The answer must be a single number: the count of lines in these records that hold "usize".

*** Block opens ***

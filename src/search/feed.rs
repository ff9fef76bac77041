//! Live complaint feed contract and an in-memory implementation

use crate::error::{AppError, Result};
use crate::models::ComplaintRecord;
use crate::search::error::SearchResult;
use parking_lot::Mutex;
use std::sync::Arc;
use tokio::sync::watch;
use tracing::debug;
use validator::Validate;

/// State of the live complaint feed as seen by subscribers
#[derive(Debug, Clone)]
pub enum FeedState {
    /// No snapshot has arrived yet
    Connecting,

    /// Full current list of complaints
    Ready(Arc<[ComplaintRecord]>),

    /// The feed failed; the reason is surfaced to callers
    Failed(String),
}

impl FeedState {
    /// Complaints usable for searching; empty unless the feed is ready
    pub fn records(&self) -> Arc<[ComplaintRecord]> {
        match self {
            FeedState::Ready(records) => Arc::clone(records),
            FeedState::Connecting | FeedState::Failed(_) => Arc::from(Vec::new()),
        }
    }

    pub fn is_ready(&self) -> bool {
        matches!(self, FeedState::Ready(_))
    }
}

/// Subscription-style source of complaint snapshots.
///
/// Every change (add, update, remove) yields the full current list.
pub trait ComplaintFeed: Send + Sync {
    /// Subscribe to snapshots; dropping the receiver unsubscribes
    fn subscribe(&self) -> SearchResult<watch::Receiver<FeedState>>;
}

/// In-memory complaint feed.
///
/// Records keep insertion order; an upsert of an existing ID replaces it in place.
pub struct InMemoryComplaintFeed {
    records: Mutex<Vec<ComplaintRecord>>,
    tx: watch::Sender<FeedState>,
}

impl InMemoryComplaintFeed {
    /// Create an empty feed that is immediately ready
    pub fn new() -> Self {
        let (tx, _) = watch::channel(FeedState::Ready(Arc::from(Vec::new())));
        Self {
            records: Mutex::new(Vec::new()),
            tx,
        }
    }

    /// Create a feed seeded with records, validated like `upsert`
    pub fn with_records(records: Vec<ComplaintRecord>) -> Result<Self> {
        for record in &records {
            record.validate()?;
        }

        let (tx, _) = watch::channel(FeedState::Ready(Arc::from(records.clone())));
        Ok(Self {
            records: Mutex::new(records),
            tx,
        })
    }

    /// Add a complaint, or replace the complaint with the same ID
    pub fn upsert(&self, record: ComplaintRecord) -> Result<()> {
        record.validate()?;

        let mut records = self.records.lock();
        match records.iter_mut().find(|existing| existing.id == record.id) {
            Some(existing) => {
                debug!(complaint_id = %record.id, "Complaint updated in feed");
                *existing = record;
            }
            None => {
                debug!(complaint_id = %record.id, "Complaint added to feed");
                records.push(record);
            }
        }
        self.publish(&records);
        Ok(())
    }

    /// Remove a complaint by ID
    pub fn remove(&self, id: &str) -> Result<ComplaintRecord> {
        let mut records = self.records.lock();
        let position = records
            .iter()
            .position(|record| record.id == id)
            .ok_or_else(|| AppError::NotFound(format!("Complaint {} not found", id)))?;

        let removed = records.remove(position);
        debug!(complaint_id = %id, "Complaint removed from feed");
        self.publish(&records);
        Ok(removed)
    }

    /// Replace the whole list in one update
    pub fn replace_all(&self, replacement: Vec<ComplaintRecord>) {
        let mut records = self.records.lock();
        *records = replacement;
        self.publish(&records);
    }

    /// Report a feed failure to subscribers.
    ///
    /// Stored records are kept and republished by the next successful change.
    pub fn fail(&self, reason: impl Into<String>) {
        let _records = self.records.lock();
        self.tx.send_replace(FeedState::Failed(reason.into()));
    }

    /// Republish the stored records after a failure
    pub fn recover(&self) {
        let records = self.records.lock();
        self.publish(&records);
    }

    /// Copy of the current records
    pub fn snapshot(&self) -> Vec<ComplaintRecord> {
        self.records.lock().clone()
    }

    pub fn len(&self) -> usize {
        self.records.lock().len()
    }

    pub fn is_empty(&self) -> bool {
        self.records.lock().is_empty()
    }

    /// Number of live subscriptions
    pub fn subscriber_count(&self) -> usize {
        self.tx.receiver_count()
    }

    // Called with the records lock held so snapshots are published in mutation order.
    fn publish(&self, records: &[ComplaintRecord]) {
        self.tx.send_replace(FeedState::Ready(Arc::from(records.to_vec())));
    }
}

impl Default for InMemoryComplaintFeed {
    fn default() -> Self {
        Self::new()
    }
}

impl ComplaintFeed for InMemoryComplaintFeed {
    fn subscribe(&self) -> SearchResult<watch::Receiver<FeedState>> {
        Ok(self.tx.subscribe())
    }
}

impl<F: ComplaintFeed + ?Sized> ComplaintFeed for Arc<F> {
    fn subscribe(&self) -> SearchResult<watch::Receiver<FeedState>> {
        (**self).subscribe()
    }
}
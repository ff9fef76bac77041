//! Prometheus metrics for the search aggregator

use crate::error::{AppError, Result};
use lazy_static::lazy_static;
use prometheus::{
    register_counter, register_counter_vec, register_histogram, Counter, CounterVec, Encoder,
    Histogram, TextEncoder,
};

/// Search metrics collection
pub struct SearchMetrics {
    /// Completed ranking passes, by trigger (query | feed)
    pub computations_total: CounterVec,

    /// Computations dropped because a newer query superseded them
    pub stale_discards_total: Counter,

    /// Time spent scoring and ranking one pass
    pub computation_duration: Histogram,

    /// Number of hits published per pass
    pub result_count: Histogram,

    /// Failures reported by the live complaint feed
    pub feed_failures_total: Counter,
}

impl SearchMetrics {
    pub fn new() -> Self {
        Self {
            computations_total: register_counter_vec!(
                "search_computations_total",
                "Total number of completed search computations",
                &["trigger"]
            )
            .unwrap(),

            stale_discards_total: register_counter!(
                "search_stale_discards_total",
                "Total number of search computations discarded as stale"
            )
            .unwrap(),

            computation_duration: register_histogram!(
                "search_computation_duration_seconds",
                "Search computation duration in seconds",
                vec![0.00001, 0.0001, 0.0005, 0.001, 0.005, 0.01, 0.05, 0.1]
            )
            .unwrap(),

            result_count: register_histogram!(
                "search_result_count",
                "Number of hits published per computation",
                vec![0.0, 1.0, 3.0, 5.0, 10.0, 15.0, 25.0, 50.0]
            )
            .unwrap(),

            feed_failures_total: register_counter!(
                "search_feed_failures_total",
                "Total number of complaint feed failures observed"
            )
            .unwrap(),
        }
    }

    /// Record a published computation
    pub fn record_computation(&self, trigger: &str, hits: usize, duration_secs: f64) {
        self.computations_total.with_label_values(&[trigger]).inc();
        self.computation_duration.observe(duration_secs);
        self.result_count.observe(hits as f64);
    }

    pub fn record_stale_discard(&self) {
        self.stale_discards_total.inc();
    }

    pub fn record_feed_failure(&self) {
        self.feed_failures_total.inc();
    }
}

impl Default for SearchMetrics {
    fn default() -> Self {
        Self::new()
    }
}

lazy_static! {
    /// Global search metrics instance
    pub static ref SEARCH_METRICS: SearchMetrics = SearchMetrics::new();
}

/// Initialize search metrics (forces lazy registration)
pub fn init_search_metrics() {
    lazy_static::initialize(&SEARCH_METRICS);
}

/// Render the default registry in the Prometheus text format
pub fn gather_text() -> Result<String> {
    let encoder = TextEncoder::new();
    let mut buffer = Vec::new();
    encoder
        .encode(&prometheus::gather(), &mut buffer)
        .map_err(|e| AppError::Serialization(format!("metrics encoding failed: {}", e)))?;
    String::from_utf8(buffer)
        .map_err(|e| AppError::Serialization(format!("metrics are not UTF-8: {}", e)))
}

#[cfg(test)]
mod tests {
    use super::*;

    #[test]
    fn test_metrics_render() {
        init_search_metrics();
        SEARCH_METRICS.record_computation("query", 3, 0.0002);

        let text = gather_text().unwrap();
        assert!(text.contains("search_computations_total"));
        assert!(text.contains("trigger=\"query\""));
    }
}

*** Block closes ***

* [Result]: 3